ほしいものです。なにかいただけるとしあわせです。[https://www.amazon.jp/hz/wishlist/ls/2EIEFTV4IKSIJ?ref_=wl_share]

これは酒です

上野の美術館や博物館が休館しているらしい。例のウイルスのせいだそうだ。休館が始まる前に、トーハクと科博を訪れておけてよかった。トーハクでは、常設展の「人、神、自然」を観て回り、科博では、相転移の展示と科学技術の展示を観た。トーハクの昔のアートと科博の今のサイエンスを一日で味わうのは、ギャップが激しくて面白かった。いち早いウイルス騒動の沈静化と美術館や博物館の再開が待ち遠しいものだ。

信仰が建築技術や工芸技術と関わってきたことはトーハクで見たわけだが、お酒もまた信仰と関わってきた。口噛み酒は神事において巫女が作っていたところもある。キリスト教カトリックにとってワインはイエスの血である。ピラミッドの建設の労働の対価でビールが配られていたという話もある。お酒は、思考の速さを落とし、広さを狭め、余計なことを考えなくさせてくれる(余計なこと以外も忘れてしまうこともあるが)。人々の不安や憂鬱といった感情を一時的に和らげ、現実からの逃避を手助けしてくれる作用が信仰と密接にかかわってきたのだろう。
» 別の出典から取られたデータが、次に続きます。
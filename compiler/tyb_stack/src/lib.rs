//! Stack growth guard for recursive descent.
//!
//! Type decoding, erasure and declaration completion all recurse over
//! structures whose depth is bounded only by source nesting and supertype
//! chain length. Each recursive entry point wraps its body in
//! [`ensure_sufficient_stack`] so a pathological input grows the stack
//! instead of aborting the process.
//!
//! On `wasm32` the guard is a passthrough.

/// Remaining stack below which a new segment is allocated (128KB).
const RED_ZONE: usize = 128 * 1024;

/// Size of each newly allocated stack segment (1MB).
const SEGMENT_SIZE: usize = 1024 * 1024;

/// Run `f`, first growing the stack if less than the red zone remains.
///
/// ```text
/// fn erase(&self, ty: &Type) -> Result<TargetType, EraseError> {
///     ensure_sufficient_stack(|| self.erase_inner(ty))
/// }
/// ```
#[inline]
#[cfg(not(target_arch = "wasm32"))]
pub fn ensure_sufficient_stack<R>(f: impl FnOnce() -> R) -> R {
    stacker::maybe_grow(RED_ZONE, SEGMENT_SIZE, f)
}

/// Passthrough on targets that manage their own stack.
#[inline]
#[cfg(target_arch = "wasm32")]
pub fn ensure_sufficient_stack<R>(f: impl FnOnce() -> R) -> R {
    f()
}
//! Diagnostic queue for one compilation unit.
//!
//! Features:
//! - Error limit to stop reporting once a unit is clearly broken
//! - Deduplication of identical diagnostics (the same unresolved name is
//!   often reached through several members)

use crate::{Diagnostic, ErrorCode};

/// Configuration for diagnostic processing.
#[derive(Clone, Debug, Eq, PartialEq, Hash)]
pub struct DiagnosticConfig {
    /// Maximum number of errors per unit (0 = unlimited).
    pub error_limit: usize,
    /// Drop diagnostics identical to one already queued.
    pub deduplicate: bool,
}

impl Default for DiagnosticConfig {
    fn default() -> Self {
        DiagnosticConfig {
            error_limit: 50,
            deduplicate: true,
        }
    }
}

impl DiagnosticConfig {
    /// Create a config with no limits (for testing).
    pub fn unlimited() -> Self {
        DiagnosticConfig {
            error_limit: 0,
            deduplicate: false,
        }
    }
}

/// Queue collecting the diagnostics of one unit in report order.
#[derive(Clone, Debug, Default, Eq, PartialEq, Hash)]
pub struct DiagnosticQueue {
    diagnostics: Vec<Diagnostic>,
    error_count: usize,
    limit_reported: bool,
    config: DiagnosticConfig,
}

impl DiagnosticQueue {
    /// Create a queue with the default configuration.
    pub fn new() -> Self {
        Self::with_config(DiagnosticConfig::default())
    }

    /// Create a queue with a custom configuration.
    pub fn with_config(config: DiagnosticConfig) -> Self {
        DiagnosticQueue {
            diagnostics: Vec::new(),
            error_count: 0,
            limit_reported: false,
            config,
        }
    }

    /// Add a diagnostic.
    ///
    /// Returns `true` if it was queued, `false` if it was filtered.
    pub fn push(&mut self, diag: Diagnostic) -> bool {
        if diag.is_error() && self.limit_reached() {
            if !self.limit_reported {
                self.limit_reported = true;
                tracing::debug!(limit = self.config.error_limit, "error limit reached");
                self.diagnostics
                    .push(too_many_errors(self.config.error_limit));
            }
            return false;
        }

        if self.config.deduplicate && self.diagnostics.contains(&diag) {
            return false;
        }

        if diag.is_error() {
            self.error_count += 1;
        }
        self.diagnostics.push(diag);
        true
    }

    /// Add every diagnostic from an iterator.
    pub fn extend(&mut self, diags: impl IntoIterator<Item = Diagnostic>) {
        for diag in diags {
            self.push(diag);
        }
    }

    /// Check if the error limit has been reached.
    pub fn limit_reached(&self) -> bool {
        self.config.error_limit > 0 && self.error_count >= self.config.error_limit
    }

    /// Number of errors queued.
    pub fn error_count(&self) -> usize {
        self.error_count
    }

    /// Number of warnings queued.
    pub fn warning_count(&self) -> usize {
        self.diagnostics.iter().filter(|d| d.is_warning()).count()
    }

    /// Check if any errors were queued.
    pub fn has_errors(&self) -> bool {
        self.error_count > 0
    }

    /// Take the queued diagnostics, resetting the queue.
    pub fn flush(&mut self) -> Vec<Diagnostic> {
        self.error_count = 0;
        self.limit_reported = false;
        std::mem::take(&mut self.diagnostics)
    }

    /// Get diagnostics without clearing the queue.
    pub fn peek(&self) -> impl Iterator<Item = &Diagnostic> {
        self.diagnostics.iter()
    }
}

/// Create a "too many errors" diagnostic.
#[cold]
pub fn too_many_errors(limit: usize) -> Diagnostic {
    Diagnostic::error(ErrorCode::E9002)
        .with_message(format!("aborting unit after {limit} errors"))
        .with_note("raise `DiagnosticConfig::error_limit` to see more")
}
//! Compilation session for the type bridge.
//!
//! A [`Session`] owns the model, the declaration loader and the diagnostic
//! configuration for one run. [`Session::compile_unit`] turns the analyzer
//! declarations of a unit into synthetic class definitions, attributing any
//! failure to the declaration that caused it and carrying on with its
//! siblings. [`emit`] lowers those definitions into artifacts the loader
//! can read back.

mod config;
pub mod emit;
mod session;

use std::sync::Once;

pub use config::BridgeConfig;
pub use session::{Session, UnitOutput};

/// Environment variable holding the tracing filter directives.
pub const LOG_ENV: &str = "TYB_LOG";

static TRACING_INIT: Once = Once::new();

/// Initialize tracing for debug output.
///
/// Safe to call multiple times. Enable with `TYB_LOG=tyb_loader=debug` or
/// `TYB_LOG=trace`.
pub fn init_tracing() {
    TRACING_INIT.call_once(|| {
        use tracing_subscriber::{fmt, prelude::*, EnvFilter};

        if std::env::var(LOG_ENV).is_ok() {
            tracing_subscriber::registry()
                .with(fmt::layer().with_target(true).with_level(true))
                .with(EnvFilter::from_env(LOG_ENV))
                .init();
        }
    });
}
use pretty_assertions::assert_eq;
use tyb_ir::{DeclFlags, Model, Type};

use super::*;

const USAGES: [Usage; 5] = [
    Usage::Argument,
    Usage::Receiver,
    Usage::StorageSlot,
    Usage::Condition,
    Usage::Interpolation,
];

#[test]
fn test_wrapper_types_are_native() {
    let model = Model::new();
    let policy = BoxingPolicy::new(&model);
    let integer = Type::simple(model.lang().integer);
    for usage in [Usage::Argument, Usage::Receiver, Usage::StorageSlot, Usage::Interpolation] {
        assert_eq!(policy.decide(&integer, usage), Boxing::Native, "{usage:?}");
    }
    assert_eq!(policy.decide(&integer, Usage::Condition), Boxing::Boxed);
    let boolean = Type::simple(model.lang().boolean);
    assert_eq!(policy.decide(&boolean, Usage::Condition), Boxing::Native);
}

#[test]
fn test_optional_wrappers_are_boxed() {
    let model = Model::new();
    let policy = BoxingPolicy::new(&model);
    let lang = *model.lang();
    for decl in [lang.string, lang.boolean, lang.integer, lang.float, lang.character] {
        let ty = Type::optional(Type::simple(decl));
        for usage in USAGES {
            assert_eq!(policy.decide(&ty, usage), Boxing::Boxed);
        }
    }
}

#[test]
fn test_non_wrapper_types_are_boxed() {
    let model = Model::new();
    let policy = BoxingPolicy::new(&model);
    let lang = *model.lang();
    let seq = model.sequence_of(Type::simple(lang.integer));
    for ty in [Type::simple(lang.object), seq, Type::Bottom] {
        for usage in USAGES {
            assert_eq!(policy.decide(&ty, usage), Boxing::Boxed);
        }
    }
}

#[test]
fn test_storage_of_declarations() {
    let mut model = Model::new();
    let lang = *model.lang();
    let module = model.find_or_create_module("m");
    let package = model.find_or_create_package(module, "m");
    let count = model.add_value(package, "count", Type::simple(lang.integer), DeclFlags::empty());
    let label = model.add_value(
        package,
        "label",
        Type::optional(Type::simple(lang.string)),
        DeclFlags::empty(),
    );
    let policy = BoxingPolicy::new(&model);
    assert_eq!(policy.storage(count), Boxing::Native);
    assert_eq!(policy.storage(label), Boxing::Boxed);
    assert_eq!(policy.storage(lang.string), Boxing::Boxed);
}

#[test]
fn test_check_boundary() {
    use BoundarySite::*;

    for site in [Assignment, Comparison, Interpolation, Call, Return] {
        assert_eq!(check_boundary(Boxing::Native, Boxing::Native, site), Ok(None));
        assert_eq!(check_boundary(Boxing::Boxed, Boxing::Boxed, site), Ok(None));
    }
    assert_eq!(
        check_boundary(Boxing::Native, Boxing::Boxed, Assignment),
        Ok(Some(BoxingAdapter::Box))
    );
    assert_eq!(
        check_boundary(Boxing::Boxed, Boxing::Native, Comparison),
        Ok(Some(BoxingAdapter::Unbox))
    );
    assert_eq!(
        check_boundary(Boxing::Boxed, Boxing::Native, Interpolation),
        Ok(Some(BoxingAdapter::Unbox))
    );
    let err = check_boundary(Boxing::Native, Boxing::Boxed, Call);
    assert_eq!(
        err,
        Err(BoxingMismatch {
            produced: Boxing::Native,
            required: Boxing::Boxed,
            site: Call,
        })
    );
    assert!(check_boundary(Boxing::Boxed, Boxing::Native, Return).is_err());
}
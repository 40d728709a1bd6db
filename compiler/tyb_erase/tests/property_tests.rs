//! Property-based tests for erasure and boxing.
//!
//! 1. Boxing safety: an optional value is never native
//! 2. Determinism: erasing the same type twice gives the same result
//! 3. Satisfies is the only context without an expression

#![allow(clippy::unwrap_used, clippy::expect_used, reason = "Tests can panic")]

use proptest::prelude::*;
use tyb_erase::{Boxing, BoxingPolicy, ErasureContext, TypeEraser, Usage};
use tyb_ir::{DeclId, Model, NominalKind, Type, Variance};

struct Fixture {
    model: Model,
    leaves: Vec<DeclId>,
    generics: Vec<DeclId>,
}

fn fixture() -> Fixture {
    let mut model = Model::new();
    let lang = *model.lang();
    let module = model.find_or_create_module("m");
    let package = model.find_or_create_package(module, "m");
    let item = model.add_nominal(package, "Item", NominalKind::Class);
    let mut generics = Vec::new();
    for (name, variance) in [
        ("Box", Variance::Invariant),
        ("Producer", Variance::Covariant),
        ("Consumer", Variance::Contravariant),
    ] {
        let id = model.add_nominal(package, name, NominalKind::Interface);
        model.add_type_parameter(id, "T", variance);
        generics.push(id);
    }
    Fixture {
        leaves: vec![
            lang.string,
            lang.boolean,
            lang.integer,
            lang.float,
            lang.character,
            lang.object,
            lang.void,
            item,
        ],
        generics,
        model,
    }
}

#[derive(Clone, Debug)]
enum Shape {
    Bottom,
    Leaf(usize),
    Apply(usize, Box<Shape>),
    Optional(Box<Shape>),
    Union(Box<Shape>, Box<Shape>),
}

fn shape_strategy() -> impl Strategy<Value = Shape> {
    let leaf = prop_oneof![Just(Shape::Bottom), (0usize..8).prop_map(Shape::Leaf)];
    leaf.prop_recursive(4, 24, 2, |inner| {
        prop_oneof![
            (0usize..3, inner.clone()).prop_map(|(g, s)| Shape::Apply(g, Box::new(s))),
            inner.clone().prop_map(|s| Shape::Optional(Box::new(s))),
            (inner.clone(), inner).prop_map(|(a, b)| Shape::Union(Box::new(a), Box::new(b))),
        ]
    })
}

fn build(fx: &Fixture, shape: &Shape) -> Type {
    match shape {
        Shape::Bottom => Type::Bottom,
        Shape::Leaf(i) => Type::simple(fx.leaves[i % fx.leaves.len()]),
        Shape::Apply(g, s) => Type::nominal(fx.generics[g % fx.generics.len()], vec![build(fx, s)]),
        Shape::Optional(s) => Type::optional(build(fx, s)),
        Shape::Union(a, b) => Type::union([build(fx, a), build(fx, b)]),
    }
}

fn usage_strategy() -> impl Strategy<Value = Usage> {
    prop_oneof![
        Just(Usage::Argument),
        Just(Usage::Receiver),
        Just(Usage::StorageSlot),
        Just(Usage::Condition),
        Just(Usage::Interpolation),
    ]
}

proptest! {
    #[test]
    fn optional_is_never_native(shape in shape_strategy(), usage in usage_strategy()) {
        let fx = fixture();
        let ty = Type::optional(build(&fx, &shape));
        prop_assert_eq!(BoxingPolicy::new(&fx.model).decide(&ty, usage), Boxing::Boxed);
    }

    #[test]
    fn erasure_is_deterministic(shape in shape_strategy(), raw in any::<bool>()) {
        let fx = fixture();
        let ty = build(&fx, &shape);
        let eraser = TypeEraser::new(&fx.model);
        for ctx in [
            ErasureContext::Satisfies,
            ErasureContext::Extends,
            ErasureContext::TypeParamBound,
            ErasureContext::Ordinary,
        ] {
            let first = eraser.erase(&ty, ctx, raw);
            prop_assert!(first.is_ok());
            prop_assert_eq!(first, eraser.erase(&ty, ctx, raw));
        }
    }

    #[test]
    fn only_satisfies_omits_expression(shape in shape_strategy()) {
        let fx = fixture();
        let ty = build(&fx, &shape);
        let eraser = TypeEraser::new(&fx.model);
        for ctx in [ErasureContext::Extends, ErasureContext::TypeParamBound, ErasureContext::Ordinary] {
            prop_assert!(eraser.erase(&ty, ctx, false).unwrap().is_some());
        }
    }
}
問題からの逃避は、問題解決の一つの手段である。問題の解き方を多種多様に持っておけば、問題を解決できる可能性は上がる。何かの手段・方法を学ぶことは、解法の手札を増やすことであるが、これはあまり意識をしなくても行うことができる。一方で、問題をどう発見するか、どう設定するかについては、考えが及びにくく、実行しにくいように思われる。実際、私自身、問題の発見の仕方について、重要性は感じていても、その仕方をどうやって学んだらいいのか、昔から困っていた。そんなときに、『ライト、ついてますか―問題発見の人間学』を知った。知ったきっかけは以下の記事を読んだことだった。

 

どうすれば問題を見つけられるようになるのか|うっちー|note

 

本書では、問題とは、理想と認識との相違であると定義して、問題とはいったい何なのか、誰にとってどのような問題なのか、どう設定するか、そもそも解く必要があるのか等が書かれている。読んだときの覚書は昔記事にした(https://moratoriamuo.hatenablog.com/entry/2020/01/23/001916)。 問題の解き方については、『いかにして問題をとくか』が有名だが、問題発見について考える素地を手に入れることができたという意味で、『ライト、ついてますか―問題発見の人間学』を知れて良かった。加えて、『イシューからはじめよ――知的生産の「シンプルな本質」』も読んだが、自分の解くべき問題を選択することの重要性が書かれていて、これもまた一読の価値はあった。